EXERCISE PROMPT: Copy out each line of the listing below in which the string "access" occurs.

#### INPUT FOR THIS TASK ####

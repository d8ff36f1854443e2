//! Archive combination, alignment, and synthesis engines.
//!
//! Engines take exclusive mutable access to their primary argument for the
//! duration of a call and shared read-only access to the secondary, so the
//! no-concurrent-mutation rule is enforced at the type level.

pub mod freq_append;
pub mod synthesizer;
pub mod time_align;

pub use freq_append::FrequencyAppendEngine;
pub use synthesizer::{AmplitudeGenerator, ArchiveSynthesizer, NoiseGenerator, SynthesisConfig};
pub use time_align::TimeAlignmentEngine;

####

SOLUTION TO THE EXERCISE:
//! Engines take exclusive mutable access to their primary argument for the
//! duration of a call and shared read-only access to the secondary, so the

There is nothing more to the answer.